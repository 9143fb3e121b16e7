//! Signed-token issuance and verification.
//!
//! Three independent token domains, each signed with its own secret so a
//! token minted for one purpose can never be presented as another.

pub mod claims;
pub mod service;

pub use claims::{AccessClaims, RefreshClaims, ResetClaims, TokenError};
pub use service::{IssuedRefreshToken, TokenService};
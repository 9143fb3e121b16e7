//! Integration tests for the authentication HTTP surface.

mod common;

use http::StatusCode;
use serde_json::json;

use corehr_entity::user::UserRole;

#[tokio::test]
async fn test_login_success() {
    let app = common::TestApp::new();
    app.create_user("admin@x.com", "admin123", UserRole::Admin)
        .await;

    let response = app
        .request(
            "POST",
            "/auth/login",
            Some(json!({ "email": "admin@x.com", "password": "admin123" })),
            None,
        )
        .await;

    assert_eq!(response.status, StatusCode::OK);
    let data = &response.body["data"];
    assert!(data["access_token"].is_string());
    assert!(data["refresh_token"].is_string());
    assert_eq!(data["requires_two_factor"], json!(false));
    assert_eq!(data["user"]["role"], json!("ADMIN"));
}

#[tokio::test]
async fn test_login_failures_are_indistinguishable() {
    let app = common::TestApp::new();
    app.create_user("known@x.com", "Correct1!", UserRole::Employee)
        .await;

    let wrong_password = app
        .request(
            "POST",
            "/auth/login",
            Some(json!({ "email": "known@x.com", "password": "nope" })),
            None,
        )
        .await;
    let unknown_email = app
        .request(
            "POST",
            "/auth/login",
            Some(json!({ "email": "ghost@x.com", "password": "nope" })),
            None,
        )
        .await;

    assert_eq!(wrong_password.status, StatusCode::UNAUTHORIZED);
    assert_eq!(unknown_email.status, StatusCode::UNAUTHORIZED);
    assert_eq!(wrong_password.body, unknown_email.body);
}

#[tokio::test]
async fn test_refresh_token_is_single_use() {
    let app = common::TestApp::new();
    app.create_user("rotate@x.com", "Correct1!", UserRole::Employee)
        .await;
    let (_, refresh_token) = app.login("rotate@x.com", "Correct1!").await;

    let first = app
        .request(
            "POST",
            "/auth/refresh-token",
            Some(json!({ "refresh_token": refresh_token })),
            None,
        )
        .await;
    assert_eq!(first.status, StatusCode::OK);
    assert!(first.body["data"]["access_token"].is_string());

    let second = app
        .request(
            "POST",
            "/auth/refresh-token",
            Some(json!({ "refresh_token": refresh_token })),
            None,
        )
        .await;
    assert_eq!(second.status, StatusCode::UNAUTHORIZED);
}

#[tokio::test]
async fn test_logout_invalidates_refresh_token() {
    let app = common::TestApp::new();
    app.create_user("logout@x.com", "Correct1!", UserRole::Employee)
        .await;
    let (_, refresh_token) = app.login("logout@x.com", "Correct1!").await;

    let response = app
        .request(
            "POST",
            "/auth/logout",
            Some(json!({ "refresh_token": refresh_token })),
            None,
        )
        .await;
    assert_eq!(response.status, StatusCode::OK);

    let refreshed = app
        .request(
            "POST",
            "/auth/refresh-token",
            Some(json!({ "refresh_token": refresh_token })),
            None,
        )
        .await;
    assert_eq!(refreshed.status, StatusCode::UNAUTHORIZED);
}

#[tokio::test]
async fn test_me_requires_authentication() {
    let app = common::TestApp::new();
    app.create_user("me@x.com", "Correct1!", UserRole::Hr).await;

    let anonymous = app.request("GET", "/auth/me", None, None).await;
    assert_eq!(anonymous.status, StatusCode::UNAUTHORIZED);

    let (access_token, _) = app.login("me@x.com", "Correct1!").await;
    let me = app
        .request("GET", "/auth/me", None, Some(&access_token))
        .await;
    assert_eq!(me.status, StatusCode::OK);
    assert_eq!(me.body["data"]["email"], json!("me@x.com"));
}

#[tokio::test]
async fn test_forgot_password_never_reveals_accounts() {
    let app = common::TestApp::new();
    app.create_user("real@x.com", "Correct1!", UserRole::Employee)
        .await;

    let for_real = app
        .request(
            "POST",
            "/auth/forgot-password",
            Some(json!({ "email": "real@x.com" })),
            None,
        )
        .await;
    let for_ghost = app
        .request(
            "POST",
            "/auth/forgot-password",
            Some(json!({ "email": "ghost@x.com" })),
            None,
        )
        .await;

    assert_eq!(for_real.status, StatusCode::OK);
    assert_eq!(for_ghost.status, StatusCode::OK);
    assert_eq!(for_real.body, for_ghost.body);
}

#[tokio::test]
async fn test_change_password_round_trip() {
    let app = common::TestApp::new();
    app.create_user("change@x.com", "Current1!", UserRole::Employee)
        .await;
    let (access_token, _) = app.login("change@x.com", "Current1!").await;

    let wrong = app
        .request(
            "POST",
            "/auth/change-password",
            Some(json!({ "current_password": "Wrong1!!", "new_password": "Updated1!" })),
            Some(&access_token),
        )
        .await;
    assert_eq!(wrong.status, StatusCode::UNAUTHORIZED);

    let changed = app
        .request(
            "POST",
            "/auth/change-password",
            Some(json!({ "current_password": "Current1!", "new_password": "Updated1!" })),
            Some(&access_token),
        )
        .await;
    assert_eq!(changed.status, StatusCode::OK);

    app.login("change@x.com", "Updated1!").await;
}

#[tokio::test]
async fn test_register_and_duplicate_conflict() {
    let app = common::TestApp::new();

    let created = app
        .request(
            "POST",
            "/auth/register",
            Some(json!({ "name": "New", "email": "new@x.com", "password": "Fresh123!" })),
            None,
        )
        .await;
    assert_eq!(created.status, StatusCode::OK);
    assert!(created.body["data"]["access_token"].is_string());

    let duplicate = app
        .request(
            "POST",
            "/auth/register",
            Some(json!({ "name": "Again", "email": "new@x.com", "password": "Fresh123!" })),
            None,
        )
        .await;
    assert_eq!(duplicate.status, StatusCode::CONFLICT);
}

mod two_factor {
    use super::*;
    use totp_rs::{Algorithm, Secret, TOTP};

    fn code_for(secret: &str, email: &str) -> String {
        TOTP::new(
            Algorithm::SHA1,
            6,
            1,
            30,
            Secret::Encoded(secret.to_string()).to_bytes().unwrap(),
            Some("CoreHR".to_string()),
            email.to_string(),
        )
        .unwrap()
        .generate_current()
        .unwrap()
    }

    #[tokio::test]
    async fn test_setup_then_verify_issues_session() {
        let app = common::TestApp::new();
        let user_id = app
            .create_user("totp@x.com", "Correct1!", UserRole::Employee)
            .await;
        let (access_token, _) = app.login("totp@x.com", "Correct1!").await;

        let setup = app
            .request("POST", "/auth/2fa/setup", None, Some(&access_token))
            .await;
        assert_eq!(setup.status, StatusCode::OK);
        let secret = setup.body["data"]["secret"].as_str().unwrap().to_string();
        assert!(setup.body["data"]["otpauth_url"]
            .as_str()
            .unwrap()
            .starts_with("otpauth://totp/"));

        let verify = app
            .request(
                "POST",
                "/auth/2fa/verify",
                Some(json!({
                    "user_id": user_id,
                    "token": code_for(&secret, "totp@x.com"),
                })),
                None,
            )
            .await;
        assert_eq!(verify.status, StatusCode::OK);
        assert_eq!(verify.body["data"]["verified"], json!(true));
        assert!(verify.body["data"]["access_token"].is_string());

        // Two-factor is now enabled: login withholds tokens.
        let login = app
            .request(
                "POST",
                "/auth/login",
                Some(json!({ "email": "totp@x.com", "password": "Correct1!" })),
                None,
            )
            .await;
        assert_eq!(login.status, StatusCode::OK);
        assert_eq!(login.body["data"]["requires_two_factor"], json!(true));
        assert!(login.body["data"]["access_token"].is_null());
        assert!(login.body["data"]["refresh_token"].is_null());
    }

    #[tokio::test]
    async fn test_wrong_code_is_not_verified() {
        let app = common::TestApp::new();
        let user_id = app
            .create_user("badcode@x.com", "Correct1!", UserRole::Employee)
            .await;
        let (access_token, _) = app.login("badcode@x.com", "Correct1!").await;

        app.request("POST", "/auth/2fa/setup", None, Some(&access_token))
            .await;

        let verify = app
            .request(
                "POST",
                "/auth/2fa/verify",
                Some(json!({ "user_id": user_id, "token": "000000" })),
                None,
            )
            .await;
        assert_eq!(verify.status, StatusCode::OK);
        assert_eq!(verify.body["data"]["verified"], json!(false));
        assert!(verify.body["data"]["access_token"].is_null());
    }
}

mod admin {
    use super::*;

    #[tokio::test]
    async fn test_user_listing_requires_elevated_role() {
        let app = common::TestApp::new();
        app.create_user("worker@x.com", "Correct1!", UserRole::Employee)
            .await;
        app.create_user("people@x.com", "Correct1!", UserRole::Hr)
            .await;

        let (worker_token, _) = app.login("worker@x.com", "Correct1!").await;
        let denied = app
            .request("GET", "/auth/users", None, Some(&worker_token))
            .await;
        assert_eq!(denied.status, StatusCode::FORBIDDEN);

        let (hr_token, _) = app.login("people@x.com", "Correct1!").await;
        let allowed = app
            .request("GET", "/auth/users", None, Some(&hr_token))
            .await;
        assert_eq!(allowed.status, StatusCode::OK);
        assert_eq!(allowed.body["data"]["total"], json!(2));
    }

    #[tokio::test]
    async fn test_role_change_is_admin_only() {
        let app = common::TestApp::new();
        let target = app
            .create_user("target@x.com", "Correct1!", UserRole::Employee)
            .await;
        app.create_user("people@x.com", "Correct1!", UserRole::Hr)
            .await;
        app.create_user("root@x.com", "Correct1!", UserRole::Admin)
            .await;

        let (hr_token, _) = app.login("people@x.com", "Correct1!").await;
        let denied = app
            .request(
                "PATCH",
                &format!("/auth/users/{target}/role"),
                Some(json!({ "role": "MANAGER" })),
                Some(&hr_token),
            )
            .await;
        assert_eq!(denied.status, StatusCode::FORBIDDEN);

        let (admin_token, _) = app.login("root@x.com", "Correct1!").await;
        let changed = app
            .request(
                "PATCH",
                &format!("/auth/users/{target}/role"),
                Some(json!({ "role": "MANAGER" })),
                Some(&admin_token),
            )
            .await;
        assert_eq!(changed.status, StatusCode::OK);
        assert_eq!(changed.body["data"]["role"], json!("MANAGER"));
    }

    #[tokio::test]
    async fn test_deactivation_revokes_sessions() {
        let app = common::TestApp::new();
        let target = app
            .create_user("victim@x.com", "Correct1!", UserRole::Employee)
            .await;
        app.create_user("root@x.com", "Correct1!", UserRole::Admin)
            .await;

        let (_, victim_refresh) = app.login("victim@x.com", "Correct1!").await;
        let (admin_token, _) = app.login("root@x.com", "Correct1!").await;

        let deactivated = app
            .request(
                "PATCH",
                &format!("/auth/users/{target}/status"),
                Some(json!({ "is_active": false })),
                Some(&admin_token),
            )
            .await;
        assert_eq!(deactivated.status, StatusCode::OK);

        let refreshed = app
            .request(
                "POST",
                "/auth/refresh-token",
                Some(json!({ "refresh_token": victim_refresh })),
                None,
            )
            .await;
        assert_eq!(refreshed.status, StatusCode::UNAUTHORIZED);
    }
}
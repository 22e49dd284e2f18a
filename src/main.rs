//! # imgtag CLI
//!
//! Command-line entry point for the image tagger.
//!
//! ## Usage
//! ```bash
//! imgtag --google-key "$KEY" --all -d ~/photos
//! imgtag --dry-run --filter "is-bloat" --delete
//! ```

mod cli;

use imgtag::Result;

fn main() -> Result<()> {
    cli::run()
}
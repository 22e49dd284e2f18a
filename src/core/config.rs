//! Resolved run configuration.
//!
//! The CLI (or an embedding application) resolves arguments, environment
//! and the optional `imgtag.options.json` file into a single immutable
//! [`Config`] before the pipeline receives control. No component mutates
//! it afterwards.

use crate::error::ConfigError;
use serde::Deserialize;
use std::fs;
use std::path::{Path, PathBuf};
use tracing::info;

/// Default allowed file extensions
pub const DEFAULT_EXTENSIONS: &[&str] = &["png", "jpg", "jpeg", "gif", "bmp", "raw", "webp"];

/// Default per-provider API call limit
pub const DEFAULT_LIMIT: usize = 1000;

/// Default number of files scanned in parallel
pub const DEFAULT_PARALLEL: usize = 5;

/// Default results file name
pub const DEFAULT_OUTPUT: &str = "imgtag.results.json";

/// Which detection features are enabled for a run
#[derive(Debug, Clone, Copy, Default, PartialEq, Eq)]
pub struct Features {
    pub objects: bool,
    pub labels: bool,
    pub landmarks: bool,
    pub logos: bool,
    pub unsafe_content: bool,
}

impl Features {
    /// Everything on, the `--all` shortcut
    pub fn all() -> Self {
        Self {
            objects: true,
            labels: true,
            landmarks: true,
            logos: true,
            unsafe_content: true,
        }
    }

    pub fn any(&self) -> bool {
        self.objects || self.labels || self.landmarks || self.logos || self.unsafe_content
    }
}

/// Provider credentials. Presence of a key enables that provider.
#[derive(Debug, Clone, Default)]
pub struct Credentials {
    /// Google Vision API key
    pub google_key: Option<String>,
    /// Clarifai API key
    pub clarifai_key: Option<String>,
    /// Sightengine API user
    pub sightengine_user: Option<String>,
    /// Sightengine API secret
    pub sightengine_secret: Option<String>,
}

/// Fully resolved, immutable program options
#[derive(Debug, Clone)]
pub struct Config {
    /// Folders to be scanned
    pub folders: Vec<PathBuf>,
    /// Allowed file extensions, lowercase without the leading dot
    pub extensions: Vec<String>,
    /// Also scan subfolders
    pub recursive: bool,
    /// Per-provider API call limit for the run
    pub limit: usize,
    /// How many files are processed in parallel
    pub parallel: usize,
    /// Enabled detection features
    pub features: Features,
    /// Provider credentials
    pub credentials: Credentials,
    /// Path of the results JSON file
    pub output: PathBuf,
    /// Replay a previously saved results file instead of scanning
    pub dry_run: bool,
    /// Filter expression selecting images for move/delete
    pub filter: Option<String>,
    /// Move selected images under this folder
    pub move_to: Option<PathBuf>,
    /// Delete selected images
    pub delete: bool,
}

impl Default for Config {
    fn default() -> Self {
        Self {
            folders: Vec::new(),
            extensions: DEFAULT_EXTENSIONS.iter().map(|e| e.to_string()).collect(),
            recursive: false,
            limit: DEFAULT_LIMIT,
            parallel: DEFAULT_PARALLEL,
            features: Features::default(),
            credentials: Credentials::default(),
            output: PathBuf::from(DEFAULT_OUTPUT),
            dry_run: false,
            filter: None,
            move_to: None,
            delete: false,
        }
    }
}

impl Config {
    /// Validate the configuration before a run starts.
    ///
    /// This is the only place where errors abort the run.
    pub fn validate(&self) -> Result<(), ConfigError> {
        if self.limit < 1 {
            return Err(ConfigError::InvalidLimit {
                field: "limit",
                value: self.limit as i64,
            });
        }
        if self.parallel < 1 {
            return Err(ConfigError::InvalidLimit {
                field: "parallel",
                value: self.parallel as i64,
            });
        }

        let filter_empty = self
            .filter
            .as_deref()
            .map(|f| f.trim().is_empty())
            .unwrap_or(true);
        if self.move_to.is_some() && filter_empty {
            return Err(ConfigError::ActionWithoutFilter { action: "move" });
        }
        if self.delete && filter_empty {
            return Err(ConfigError::ActionWithoutFilter { action: "delete" });
        }

        if !self.dry_run && self.folders.is_empty() {
            return Err(ConfigError::NoFolders);
        }

        Ok(())
    }

    /// Normalize the extension list: lowercase, strip dots, dedupe
    pub fn normalized_extensions(&self) -> Vec<String> {
        let mut extensions: Vec<String> = self
            .extensions
            .iter()
            .map(|e| e.trim_start_matches('.').to_lowercase())
            .collect();
        extensions.sort();
        extensions.dedup();
        extensions
    }
}

/// Subset of options accepted from an `imgtag.options.json` file.
///
/// All fields optional so a partial file can override just a few defaults.
#[derive(Debug, Clone, Default, Deserialize)]
#[serde(rename_all = "camelCase", default)]
pub struct FileOptions {
    pub folders: Option<Vec<PathBuf>>,
    pub extensions: Option<Vec<String>>,
    pub recursive: Option<bool>,
    pub limit: Option<usize>,
    pub parallel: Option<usize>,
    pub objects: Option<bool>,
    pub labels: Option<bool>,
    pub landmarks: Option<bool>,
    pub logos: Option<bool>,
    #[serde(rename = "unsafe")]
    pub unsafe_content: Option<bool>,
    pub all: Option<bool>,
    pub google_key: Option<String>,
    pub clarifai_key: Option<String>,
    pub sightengine_user: Option<String>,
    pub sightengine_secret: Option<String>,
    pub output: Option<PathBuf>,
    pub dry_run: Option<bool>,
    pub filter: Option<String>,
    #[serde(rename = "move")]
    pub move_to: Option<PathBuf>,
    pub delete: Option<bool>,
}

/// Config file name looked up in the current and home directories
pub const OPTIONS_FILE: &str = "imgtag.options.json";

/// Load options from the first `imgtag.options.json` found.
///
/// Looks in the current directory, then the home directory. A missing
/// file is a normal outcome; a present but unreadable file is an error.
pub fn load_file_options() -> Result<FileOptions, ConfigError> {
    let mut candidates = vec![PathBuf::from(OPTIONS_FILE)];
    if let Some(home) = dirs::home_dir() {
        candidates.push(home.join(OPTIONS_FILE));
    }

    for path in candidates {
        if path.exists() {
            return load_file_options_from(&path);
        }
    }

    Ok(FileOptions::default())
}

/// Load options from a specific JSON file
pub fn load_file_options_from(path: &Path) -> Result<FileOptions, ConfigError> {
    let contents = fs::read_to_string(path).map_err(|e| ConfigError::ReadFailed {
        path: path.to_path_buf(),
        reason: e.to_string(),
    })?;

    let options: FileOptions =
        serde_json::from_str(&contents).map_err(|e| ConfigError::ReadFailed {
            path: path.to_path_buf(),
            reason: e.to_string(),
        })?;

    info!(path = %path.display(), "Loaded options file");
    Ok(options)
}

#[cfg(test)]
mod tests {
    use super::*;
    use std::io::Write;
    use tempfile::TempDir;

    #[test]
    fn default_config_fails_without_folders() {
        let config = Config::default();
        assert!(matches!(config.validate(), Err(ConfigError::NoFolders)));
    }

    #[test]
    fn dry_run_does_not_need_folders() {
        let config = Config {
            dry_run: true,
            ..Default::default()
        };
        assert!(config.validate().is_ok());
    }

    #[test]
    fn zero_parallel_is_rejected() {
        let config = Config {
            dry_run: true,
            parallel: 0,
            ..Default::default()
        };
        assert!(matches!(
            config.validate(),
            Err(ConfigError::InvalidLimit { field: "parallel", .. })
        ));
    }

    #[test]
    fn delete_requires_filter() {
        let config = Config {
            dry_run: true,
            delete: true,
            ..Default::default()
        };
        assert!(matches!(
            config.validate(),
            Err(ConfigError::ActionWithoutFilter { action: "delete" })
        ));

        let config = Config {
            dry_run: true,
            delete: true,
            filter: Some("is-porn".to_string()),
            ..Default::default()
        };
        assert!(config.validate().is_ok());
    }

    #[test]
    fn move_with_blank_filter_is_rejected() {
        let config = Config {
            dry_run: true,
            move_to: Some(PathBuf::from("/trash")),
            filter: Some("   ".to_string()),
            ..Default::default()
        };
        assert!(matches!(
            config.validate(),
            Err(ConfigError::ActionWithoutFilter { action: "move" })
        ));
    }

    #[test]
    fn extensions_are_normalized_and_deduped() {
        let config = Config {
            extensions: vec![
                ".JPG".to_string(),
                "jpg".to_string(),
                "Png".to_string(),
            ],
            ..Default::default()
        };
        assert_eq!(config.normalized_extensions(), vec!["jpg", "png"]);
    }

    #[test]
    fn file_options_parse_partial_json() {
        let dir = TempDir::new().unwrap();
        let path = dir.path().join(OPTIONS_FILE);
        let mut file = std::fs::File::create(&path).unwrap();
        write!(
            file,
            r#"{{"limit": 50, "unsafe": true, "filter": "is-bloat"}}"#
        )
        .unwrap();

        let options = load_file_options_from(&path).unwrap();
        assert_eq!(options.limit, Some(50));
        assert_eq!(options.unsafe_content, Some(true));
        assert_eq!(options.filter.as_deref(), Some("is-bloat"));
        assert!(options.folders.is_none());
    }

    #[test]
    fn malformed_options_file_is_an_error() {
        let dir = TempDir::new().unwrap();
        let path = dir.path().join(OPTIONS_FILE);
        std::fs::write(&path, "not json").unwrap();

        assert!(load_file_options_from(&path).is_err());
    }
}
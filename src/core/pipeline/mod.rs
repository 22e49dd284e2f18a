//! # Pipeline Module
//!
//! The scan orchestrator: enumerates files, fans each one out to the
//! enabled detectors under bounded concurrency, merges tags, runs the
//! categorizer, executes filter actions and persists the results.
//!
//! ## Example
//! ```rust,ignore
//! use imgtag::core::pipeline::Pipeline;
//!
//! let pipeline = Pipeline::builder().config(config).build();
//! let outcome = pipeline.run()?;
//! println!("scanned {} images", outcome.results.len());
//! ```

mod executor;

pub use executor::{Pipeline, PipelineBuilder, RunOutcome};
────────────────────
> _Assignment_: Copy out each line of the records above that includes "usize".

> _Response area_:
pub const DEFAULT_LIMIT: usize = 1000;
pub const DEFAULT_PARALLEL: usize = 5;
    pub limit: usize,
    pub parallel: usize,
    pub limit: Option<usize>,
    pub parallel: Option<usize>,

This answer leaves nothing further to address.